Figure 3.

Comparison of spatial connectivity using different data sources and assumptions. The level of connectivity between regions represented in models can differ substantially depending on the assumptions made about how connectivity arises, and the data used to weight connections. The heat plots and connectivity matrices show the strength of connectivity between states in Southeast Brazil (a), represented by nodes in the matrices, using assumptions and methods identified in this review. Numbers within the heat plot and along edges of the connectivity matrix represent the weight of connections. These techniques were used to weight observations in GWR models, to structure random effects and random fields, or to weight movement matrices in neural networks, metapopulation models, and agent-based models. (b) Neighbourhood based: assumes states are connected if and only if they share a border. Application: to structure random effects in a CAR model. (c) Distance-based: assumes connectivity between states decays exponentially as distance between centroids (denoted x on the map) increases, where weight = exp(dij /1000) and dij is the distance between states i and j.
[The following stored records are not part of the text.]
//! Playground configuration file handling (playground.toml)

use crate::catalog;
use crate::model_view::DEFAULT_MODEL_ASSET;
use motion_theme::ThemeKind;
use serde::{Deserialize, Serialize};
use std::fs;
use std::path::{Path, PathBuf};
use thiserror::Error;

/// Default file name looked up in a directory
pub const CONFIG_FILE_NAME: &str = "playground.toml";

#[derive(Debug, Error)]
pub enum ConfigError {
    #[error("failed to read {path}: {source}")]
    Read {
        path: PathBuf,
        #[source]
        source: std::io::Error,
    },

    #[error("failed to parse {path}: {source}")]
    Parse {
        path: PathBuf,
        #[source]
        source: toml::de::Error,
    },

    #[error("failed to serialize config: {0}")]
    Serialize(#[from] toml::ser::Error),

    #[error("unknown animation `{0}` (expected one of pulse, rotate, slide, fade, bounce)")]
    UnknownAnimation(String),

    #[error("speed multiplier must be a positive number, got {0}")]
    InvalidSpeed(f64),

    #[error("headless tick must be at least 1 ms")]
    ZeroTick,

    #[error("headless run must cover at least one frame")]
    ZeroFrames,
}

/// Top-level playground configuration
#[derive(Debug, Clone, Default, PartialEq, Deserialize, Serialize)]
pub struct PlaygroundConfig {
    #[serde(default)]
    pub playground: PlaygroundSection,
    #[serde(default)]
    pub viewer: ViewerSection,
    #[serde(default)]
    pub headless: HeadlessSection,
}

/// Initial view-model state
#[derive(Debug, Clone, PartialEq, Deserialize, Serialize)]
pub struct PlaygroundSection {
    #[serde(default)]
    pub theme: ThemeKind,
    /// Catalog key of the initially selected animation
    #[serde(default = "default_animation")]
    pub animation: String,
    #[serde(default = "default_speed")]
    pub speed: f64,
    #[serde(default)]
    pub combine_rotate_pulse: bool,
    #[serde(default)]
    pub use_3d: bool,
}

fn default_animation() -> String {
    "pulse".to_string()
}

fn default_speed() -> f64 {
    1.0
}

impl Default for PlaygroundSection {
    fn default() -> Self {
        Self {
            theme: ThemeKind::default(),
            animation: default_animation(),
            speed: default_speed(),
            combine_rotate_pulse: false,
            use_3d: false,
        }
    }
}

/// 3D viewer settings
#[derive(Debug, Clone, PartialEq, Deserialize, Serialize)]
pub struct ViewerSection {
    /// Binary glTF model shown in 3D mode
    #[serde(default = "default_model_path")]
    pub model_path: PathBuf,
}

fn default_model_path() -> PathBuf {
    PathBuf::from(DEFAULT_MODEL_ASSET)
}

impl Default for ViewerSection {
    fn default() -> Self {
        Self {
            model_path: default_model_path(),
        }
    }
}

/// Frame clock used when running without a window
#[derive(Debug, Clone, PartialEq, Deserialize, Serialize)]
pub struct HeadlessSection {
    /// Frames to run when no scenario is given
    #[serde(default = "default_frames")]
    pub frames: u32,
    #[serde(default = "default_tick_ms")]
    pub tick_ms: u32,
}

fn default_frames() -> u32 {
    180
}

fn default_tick_ms() -> u32 {
    16
}

impl Default for HeadlessSection {
    fn default() -> Self {
        Self {
            frames: default_frames(),
            tick_ms: default_tick_ms(),
        }
    }
}

impl PlaygroundConfig {
    /// Load configuration from a file, or from `playground.toml` in a directory
    pub fn load(path: &Path) -> Result<Self, ConfigError> {
        let config_path = if path.is_dir() {
            path.join(CONFIG_FILE_NAME)
        } else {
            path.to_path_buf()
        };

        let content = fs::read_to_string(&config_path).map_err(|source| ConfigError::Read {
            path: config_path.clone(),
            source,
        })?;

        let config: PlaygroundConfig =
            toml::from_str(&content).map_err(|source| ConfigError::Parse {
                path: config_path.clone(),
                source,
            })?;
        config.validate()?;

        tracing::debug!(path = %config_path.display(), "loaded playground config");
        Ok(config)
    }

    /// Parse configuration from TOML text
    pub fn from_toml(content: &str) -> Result<Self, ConfigError> {
        let config: PlaygroundConfig =
            toml::from_str(content).map_err(|source| ConfigError::Parse {
                path: PathBuf::from("<inline>"),
                source,
            })?;
        config.validate()?;
        Ok(config)
    }

    /// Check values serde cannot express
    pub fn validate(&self) -> Result<(), ConfigError> {
        if catalog::find(&self.playground.animation).is_none() {
            return Err(ConfigError::UnknownAnimation(
                self.playground.animation.clone(),
            ));
        }
        let speed = self.playground.speed;
        if !speed.is_finite() || speed <= 0.0 {
            return Err(ConfigError::InvalidSpeed(speed));
        }
        if self.headless.tick_ms == 0 {
            return Err(ConfigError::ZeroTick);
        }
        if self.headless.frames == 0 {
            return Err(ConfigError::ZeroFrames);
        }
        Ok(())
    }

    /// Serialize to TOML string
    pub fn to_toml(&self) -> Result<String, ConfigError> {
        Ok(toml::to_string_pretty(self)?)
    }
}

#[cfg(test)]
mod tests {
    use super::*;

    #[test]
    fn test_empty_document_uses_defaults() {
        let config = PlaygroundConfig::from_toml("").unwrap();
        assert_eq!(config, PlaygroundConfig::default());
        assert_eq!(config.playground.theme, ThemeKind::Neon);
        assert_eq!(config.playground.animation, "pulse");
        assert_eq!(config.viewer.model_path, PathBuf::from("rubiks_cube.glb"));
        assert_eq!(config.headless.tick_ms, 16);
    }

    #[test]
    fn test_sections_override_defaults() {
        let config = PlaygroundConfig::from_toml(
            r#"
[playground]
theme = "Pastel"
animation = "Bounce"
speed = 2.5
combine_rotate_pulse = true

[headless]
frames = 30
"#,
        )
        .unwrap();

        assert_eq!(config.playground.theme, ThemeKind::Pastel);
        assert_eq!(config.playground.animation, "Bounce");
        assert_eq!(config.playground.speed, 2.5);
        assert!(config.playground.combine_rotate_pulse);
        assert!(!config.playground.use_3d);
        assert_eq!(config.headless.frames, 30);
        assert_eq!(config.headless.tick_ms, 16);
    }

    #[test]
    fn test_validation_errors() {
        let err = PlaygroundConfig::from_toml("[playground]\nanimation = \"spin\"").unwrap_err();
        assert!(matches!(err, ConfigError::UnknownAnimation(ref k) if k == "spin"));

        let err = PlaygroundConfig::from_toml("[playground]\nspeed = 0.0").unwrap_err();
        assert!(matches!(err, ConfigError::InvalidSpeed(_)));

        let err = PlaygroundConfig::from_toml("[headless]\ntick_ms = 0").unwrap_err();
        assert!(matches!(err, ConfigError::ZeroTick));

        let err = PlaygroundConfig::from_toml("[headless]\nframes = 0").unwrap_err();
        assert!(matches!(err, ConfigError::ZeroFrames));
    }

    #[test]
    fn test_parse_error_names_source() {
        let err = PlaygroundConfig::from_toml("[playground\n").unwrap_err();
        assert!(err.to_string().starts_with("failed to parse <inline>"));
    }

    #[test]
    fn test_toml_round_trip_keeps_theme_name() {
        let mut config = PlaygroundConfig::default();
        config.playground.theme = ThemeKind::Dark;
        let text = config.to_toml().unwrap();
        assert!(text.contains("theme = \"Dark\""));
        assert_eq!(PlaygroundConfig::from_toml(&text).unwrap(), config);
    }

    #[test]
    fn test_load_from_directory() {
        let dir = tempfile::tempdir().unwrap();
        fs::write(
            dir.path().join(CONFIG_FILE_NAME),
            "[playground]\nuse_3d = true\n",
        )
        .unwrap();

        let config = PlaygroundConfig::load(dir.path()).unwrap();
        assert!(config.playground.use_3d);

        let missing = PlaygroundConfig::load(&dir.path().join("nope.toml")).unwrap_err();
        assert!(matches!(missing, ConfigError::Read { .. }));
    }
}
//! Property change notification
//!
//! A minimal observer list for view-models: subscribers receive the name of
//! every property whose value actually changed.

use smallvec::SmallVec;
use std::cell::{Cell, RefCell};

/// Identifier returned by [`PropertyNotifier::subscribe`]
#[derive(Clone, Copy, Debug, PartialEq, Eq, Hash)]
pub struct SubscriptionId(u64);

/// Change notification payload
#[derive(Clone, Copy, Debug, PartialEq, Eq)]
pub struct PropertyChanged {
    pub property: &'static str,
}

/// Property change handler function type
pub type PropertyHandler = Box<dyn Fn(&PropertyChanged)>;

/// Dispatches property change notifications to registered handlers, in
/// subscription order
#[derive(Default)]
pub struct PropertyNotifier {
    handlers: RefCell<SmallVec<[(u64, PropertyHandler); 4]>>,
    next_id: Cell<u64>,
}

impl PropertyNotifier {
    pub fn new() -> Self {
        Self::default()
    }

    /// Register a handler for all property changes
    pub fn subscribe<F>(&self, handler: F) -> SubscriptionId
    where
        F: Fn(&PropertyChanged) + 'static,
    {
        let id = self.next_id.get();
        self.next_id.set(id + 1);
        self.handlers.borrow_mut().push((id, Box::new(handler)));
        SubscriptionId(id)
    }

    /// Remove a handler. Returns false if it was already gone.
    pub fn unsubscribe(&self, id: SubscriptionId) -> bool {
        let mut handlers = self.handlers.borrow_mut();
        match handlers.iter().position(|(handler_id, _)| *handler_id == id.0) {
            Some(index) => {
                handlers.remove(index);
                true
            }
            None => false,
        }
    }

    pub fn subscriber_count(&self) -> usize {
        self.handlers.borrow().len()
    }

    /// Notify every handler that `property` changed
    pub fn notify(&self, property: &'static str) {
        let event = PropertyChanged { property };
        // Handlers must not subscribe or unsubscribe while being notified.
        for (_, handler) in self.handlers.borrow().iter() {
            handler(&event);
        }
    }

    /// Assign `value` to `storage` and notify, only when the value differs.
    ///
    /// Returns whether the value changed.
    pub fn set<T: PartialEq>(&self, storage: &mut T, value: T, property: &'static str) -> bool {
        if *storage == value {
            return false;
        }
        *storage = value;
        self.notify(property);
        true
    }
}
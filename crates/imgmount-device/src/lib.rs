//! Raw storage layer for imgmount.
//!
//! - [`geometry`]: native device length / sector size queries, chosen once per host
//! - [`raw`]: raw device handles and positioned I/O
//! - [`aligned`]: arbitrary-offset I/O over sector-constrained devices
//! - [`stream`]: the seekable byte streams handed to filesystem parsers

pub mod aligned;
pub mod error;
pub mod geometry;
pub mod raw;
pub mod stream;

pub use aligned::AlignedStream;
pub use error::DeviceError;
pub use geometry::{DEFAULT_SECTOR_SIZE, Geometry, GeometryProbe, ProbeMethod, probe_by_seeking};
pub use raw::{Access, BlockDevice, BlockIo, RawDevice, is_raw_device};
pub use stream::{BoxedStream, ImageFile, ImageStream, SubStream, open_stream};
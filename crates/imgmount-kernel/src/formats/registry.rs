//! Explicit registry of filesystem, disk and archive formats.
//!
//! Built once at startup and passed by reference to everything that needs
//! to detect or open an image. There is no global registration.

use std::io::{self, Seek, SeekFrom};
use std::sync::Arc;

use imgmount_device::{Access, BoxedStream, DeviceError, ImageStream};

use crate::vfs::{VfsOps, VfsResult};

/// Parses one on-disk filesystem format.
pub trait FilesystemFactory: Send + Sync {
    fn name(&self) -> &str;

    /// Whether `stream` holds this filesystem. The stream is rewound first.
    fn detect(&self, stream: &mut dyn ImageStream) -> io::Result<bool>;

    fn open(&self, stream: BoxedStream, access: Access) -> VfsResult<Arc<dyn VfsOps>>;
}

/// Unwraps a disk-image container into a flat disk stream.
pub trait DiskFormat: Send + Sync {
    fn name(&self) -> &str;

    fn detect(&self, stream: &mut dyn ImageStream) -> io::Result<bool>;

    fn open(&self, stream: BoxedStream) -> Result<BoxedStream, DeviceError>;
}

/// A container holding several filesystem images.
pub trait ArchiveFormat: Send + Sync {
    fn name(&self) -> &str;

    fn detect(&self, stream: &mut dyn ImageStream) -> io::Result<bool>;

    /// Number of images in the container.
    fn image_count(&self, stream: &mut dyn ImageStream) -> io::Result<usize>;

    /// Open image `index` (0-based) as a filesystem.
    fn open_image(
        &self,
        stream: BoxedStream,
        index: usize,
        access: Access,
    ) -> VfsResult<Arc<dyn VfsOps>>;
}

/// A flat image is its own disk. Always matches.
#[derive(Debug, Default, Clone, Copy)]
pub struct RawDisk;

impl DiskFormat for RawDisk {
    fn name(&self) -> &str {
        "raw"
    }

    fn detect(&self, _stream: &mut dyn ImageStream) -> io::Result<bool> {
        Ok(true)
    }

    fn open(&self, stream: BoxedStream) -> Result<BoxedStream, DeviceError> {
        Ok(stream)
    }
}

/// Known formats, probed in registration order.
pub struct FormatRegistry {
    filesystems: Vec<Box<dyn FilesystemFactory>>,
    disks: Vec<Box<dyn DiskFormat>>,
    archives: Vec<Box<dyn ArchiveFormat>>,
}

impl Default for FormatRegistry {
    fn default() -> Self {
        Self::new()
    }
}

impl std::fmt::Debug for FormatRegistry {
    fn fmt(&self, f: &mut std::fmt::Formatter<'_>) -> std::fmt::Result {
        f.debug_struct("FormatRegistry")
            .field("filesystems", &self.filesystem_names())
            .field("disks", &self.disks.iter().map(|d| d.name()).collect::<Vec<_>>())
            .field("archives", &self.archives.iter().map(|a| a.name()).collect::<Vec<_>>())
            .finish()
    }
}

impl FormatRegistry {
    /// A registry with no filesystem parsers and the flat disk format.
    pub fn new() -> Self {
        Self {
            filesystems: Vec::new(),
            disks: Vec::new(),
            archives: Vec::new(),
        }
    }

    pub fn register_filesystem(&mut self, factory: impl FilesystemFactory + 'static) -> &mut Self {
        self.filesystems.push(Box::new(factory));
        self
    }

    /// Register a disk container format. Probed before the flat fallback.
    pub fn register_disk(&mut self, format: impl DiskFormat + 'static) -> &mut Self {
        self.disks.push(Box::new(format));
        self
    }

    pub fn register_archive(&mut self, format: impl ArchiveFormat + 'static) -> &mut Self {
        self.archives.push(Box::new(format));
        self
    }

    pub fn filesystem_names(&self) -> Vec<&str> {
        self.filesystems.iter().map(|f| f.name()).collect()
    }

    /// The first filesystem format that recognizes `stream`.
    pub fn detect_filesystem(
        &self,
        stream: &mut dyn ImageStream,
    ) -> io::Result<Option<&dyn FilesystemFactory>> {
        for factory in &self.filesystems {
            if probe(stream, |s| factory.detect(s))? {
                tracing::debug!(format = factory.name(), "detected filesystem");
                return Ok(Some(factory.as_ref()));
            }
        }
        Ok(None)
    }

    /// Detect and open a filesystem, or `None` if nothing recognizes it.
    pub fn open_filesystem(
        &self,
        mut stream: BoxedStream,
        access: Access,
    ) -> io::Result<Option<VfsResult<Arc<dyn VfsOps>>>> {
        let Some(factory) = self.detect_filesystem(stream.as_mut())? else {
            return Ok(None);
        };
        stream.seek(SeekFrom::Start(0))?;
        Ok(Some(factory.open(stream, access)))
    }

    /// Unwrap a disk container; flat images pass through unchanged.
    pub fn open_disk(&self, mut stream: BoxedStream) -> Result<BoxedStream, DeviceError> {
        for format in &self.disks {
            if probe(stream.as_mut(), |s| format.detect(s))? {
                tracing::debug!(format = format.name(), "detected disk container");
                stream.seek(SeekFrom::Start(0))?;
                return format.open(stream);
            }
        }
        RawDisk.open(stream)
    }

    pub fn detect_archive(
        &self,
        stream: &mut dyn ImageStream,
    ) -> io::Result<Option<&dyn ArchiveFormat>> {
        for format in &self.archives {
            if probe(stream, |s| format.detect(s))? {
                tracing::debug!(format = format.name(), "detected archive container");
                return Ok(Some(format.as_ref()));
            }
        }
        Ok(None)
    }
}

/// Run a detector from the start of the stream and rewind afterwards.
fn probe<F>(stream: &mut dyn ImageStream, detect: F) -> io::Result<bool>
where
    F: FnOnce(&mut dyn ImageStream) -> io::Result<bool>,
{
    stream.seek(SeekFrom::Start(0))?;
    let found = detect(stream)?;
    stream.seek(SeekFrom::Start(0))?;
    Ok(found)
}
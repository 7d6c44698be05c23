//! The PC-host adapter driven through a fake volume driver.

use std::io;
use std::path::{Path, PathBuf};
use std::sync::Arc;

use parking_lot::Mutex;

use imgmount_device::Access;
use imgmount_kernel::adapter::{
    DokanAdapter, DokanFlags, DokanMountOptions, UnavailableDriver, VolumeDriver,
};
use imgmount_kernel::{
    BackendChoices, FormatRegistry, InterruptAction, InterruptRelay, MountAdapterError,
    MountDefaults, MountError, MountHost, MountOrchestrator, MountPhase, MountRequest,
    SessionHandle, SessionState, VfsOps,
};

/// Mounts, receives two interrupts, and stops once asked to unmount.
#[derive(Default)]
struct InterruptedDriver {
    options: Mutex<Option<DokanMountOptions>>,
    unmounts: Mutex<Vec<PathBuf>>,
    actions: Mutex<Vec<InterruptAction>>,
}

impl VolumeDriver for InterruptedDriver {
    fn run(
        &self,
        _fs: Arc<dyn VfsOps>,
        options: &DokanMountOptions,
        session: &SessionHandle,
    ) -> Result<(), MountAdapterError> {
        *self.options.lock() = Some(options.clone());
        session.mark_mounted()?;

        let relay = InterruptRelay::new(session.clone());
        let mut actions = self.actions.lock();
        actions.push(relay.on_interrupt());
        actions.push(relay.on_interrupt());
        Ok(())
    }

    fn unmount(&self, mount_point: &Path) -> io::Result<()> {
        self.unmounts.lock().push(mount_point.to_path_buf());
        Ok(())
    }
}

fn memory_request(access: Access) -> MountRequest {
    MountRequest {
        backend: BackendChoices {
            memory: true,
            ..Default::default()
        },
        access,
        target: PathBuf::from("M:\\"),
        sector_size: None,
    }
}

#[test]
fn interrupt_while_mounted_requests_unmount() {
    let runtime = tokio::runtime::Runtime::new().unwrap();
    let driver = Arc::new(InterruptedDriver::default());
    let adapter = DokanAdapter::new(
        runtime.handle().clone(),
        MountDefaults::default(),
        driver.clone(),
    );
    let registry = FormatRegistry::new();

    let report = MountOrchestrator::new(&registry, &adapter)
        .run(memory_request(Access::ReadWrite))
        .unwrap();

    assert_eq!(
        driver.actions.lock().as_slice(),
        &[InterruptAction::Suppressed, InterruptAction::Suppressed]
    );
    assert_eq!(
        driver.unmounts.lock().as_slice(),
        &[PathBuf::from("M:\\"), PathBuf::from("M:\\")]
    );
    assert_eq!(
        &report.phases[4..],
        &[
            MountPhase::Mounted,
            MountPhase::Unmounting,
            MountPhase::Unmounted,
        ]
    );

    let options = driver.options.lock().clone().unwrap();
    assert_eq!(options.flags, DokanFlags::NONE);
    assert!(!options.single_thread);
    assert_eq!(options.volume_label, "memory");
}

#[test]
fn read_only_mount_is_write_protected() {
    let runtime = tokio::runtime::Runtime::new().unwrap();
    let driver = Arc::new(InterruptedDriver::default());
    let adapter = DokanAdapter::new(
        runtime.handle().clone(),
        MountDefaults::default(),
        driver.clone(),
    );
    let registry = FormatRegistry::new();

    MountOrchestrator::new(&registry, &adapter)
        .run(memory_request(Access::ReadOnly))
        .unwrap();

    let options = driver.options.lock().clone().unwrap();
    assert!(options.flags.contains(DokanFlags::WRITE_PROTECT));
}

#[test]
fn interrupt_after_unmount_terminates() {
    let session = SessionHandle::new();
    session.mark_mounted().unwrap();
    session.mark_unmounted();

    assert_eq!(session.state(), SessionState::Unmounted);
    assert_eq!(
        InterruptRelay::new(session).on_interrupt(),
        InterruptAction::Terminate
    );
}

#[test]
fn missing_driver_is_unsupported() {
    let runtime = tokio::runtime::Runtime::new().unwrap();
    let adapter = DokanAdapter::new(
        runtime.handle().clone(),
        MountDefaults::default(),
        Arc::new(UnavailableDriver),
    );
    let registry = FormatRegistry::new();
    let mut orchestrator = MountOrchestrator::new(&registry, &adapter);

    let err = orchestrator
        .run(memory_request(Access::ReadWrite))
        .unwrap_err();

    assert!(matches!(
        err,
        MountError::Adapter(MountAdapterError::Unsupported(MountHost::Dokan))
    ));
    assert_eq!(err.exit_code(), 1);
    assert_eq!(orchestrator.phases().last(), Some(&MountPhase::Failed));
    assert!(!orchestrator.phases().contains(&MountPhase::Mounted));
}
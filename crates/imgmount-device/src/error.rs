//! Device error types.

use std::io;
use thiserror::Error;

/// Errors raised by the raw storage layer.
#[derive(Debug, Error)]
pub enum DeviceError {
    /// A native geometry query failed.
    #[error("{operation} failed (os error {code})")]
    Query {
        /// Name of the native call that failed.
        operation: &'static str,
        /// Raw OS error code.
        code: i32,
    },

    /// The operation is never supported on this stream.
    #[error("unsupported operation: {0}")]
    Unsupported(String),

    /// An unaligned write whose aligned window would run past the device end.
    #[error(
        "write of {len} bytes at {offset} needs an aligned window ending at {window_end}, \
         past the device end at {length}"
    )]
    UnalignedTail {
        /// Logical offset of the write.
        offset: u64,
        /// Logical length of the write.
        len: usize,
        /// End of the aligned window covering the write.
        window_end: u64,
        /// Device length.
        length: u64,
    },

    /// Access outside the fixed device bounds.
    #[error("access of {len} bytes at {offset} is outside a device of {length} bytes")]
    OutOfBounds {
        /// Logical offset of the access.
        offset: u64,
        /// Logical length of the access.
        len: usize,
        /// Device length.
        length: u64,
    },

    /// The device was opened read-only.
    #[error("device is read-only")]
    ReadOnly,

    /// Alignment of zero bytes.
    #[error("invalid alignment: {0}")]
    InvalidAlignment(u32),

    /// I/O error.
    #[error("I/O error: {0}")]
    Io(#[from] io::Error),
}

impl DeviceError {
    /// Build a `Query` error from the failing native call and its OS error.
    pub fn query(operation: &'static str, err: io::Error) -> Self {
        Self::Query {
            operation,
            code: err.raw_os_error().unwrap_or(-1),
        }
    }

    /// Create an Unsupported error.
    pub fn unsupported(what: impl Into<String>) -> Self {
        Self::Unsupported(what.into())
    }

    /// The native OS error code behind this error, if any.
    pub fn os_code(&self) -> Option<i32> {
        match self {
            DeviceError::Query { code, .. } if *code >= 0 => Some(*code),
            DeviceError::Io(e) => e.raw_os_error(),
            _ => None,
        }
    }
}

/// Convert DeviceError to std::io::Error so it can cross `Read`/`Write`/`Seek`.
///
/// Query errors become raw OS errors so the code survives the trip.
impl From<DeviceError> for io::Error {
    fn from(e: DeviceError) -> Self {
        match e {
            DeviceError::Query { code, .. } if code >= 0 => io::Error::from_raw_os_error(code),
            DeviceError::Io(e) => e,
            DeviceError::Unsupported(_) => io::Error::new(io::ErrorKind::Unsupported, e),
            DeviceError::ReadOnly => io::Error::new(io::ErrorKind::PermissionDenied, e),
            DeviceError::InvalidAlignment(_) => io::Error::new(io::ErrorKind::InvalidInput, e),
            other => io::Error::other(other),
        }
    }
}

#[cfg(test)]
mod tests {
    use super::*;

    #[test]
    fn test_query_keeps_os_code() {
        let err = DeviceError::query("BLKGETSIZE64", io::Error::from_raw_os_error(25));
        assert_eq!(err.os_code(), Some(25));

        let io_err: io::Error = err.into();
        assert_eq!(io_err.raw_os_error(), Some(25));
    }

    #[test]
    fn test_unsupported_maps_to_kind() {
        let io_err: io::Error = DeviceError::unsupported("resize").into();
        assert_eq!(io_err.kind(), io::ErrorKind::Unsupported);
        assert!(io_err.raw_os_error().is_none());
    }
}
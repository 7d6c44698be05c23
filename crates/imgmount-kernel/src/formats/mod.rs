//! Image formats: the detector registry and partition tables.

mod partition;
mod registry;

pub use partition::{LBA_SIZE, Partition, PartitionKind, PartitionScheme, PartitionTable};
pub use registry::{ArchiveFormat, DiskFormat, FilesystemFactory, FormatRegistry, RawDisk};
Application: used to weight observations from neighbouring regions in a GWR model. (d) Human movement data: assumes connectivity between states arises due to human movement. In this case, based on the number of air travel passengers moving between capital cities of each state. Application: to weight hidden layers within a neural network. (e) Movement model: assumes connectivity between states arises due to human movement, estimated using a movement model (in this case, a gravity model). Application: used to weight movement between nodes in a metapopulation model.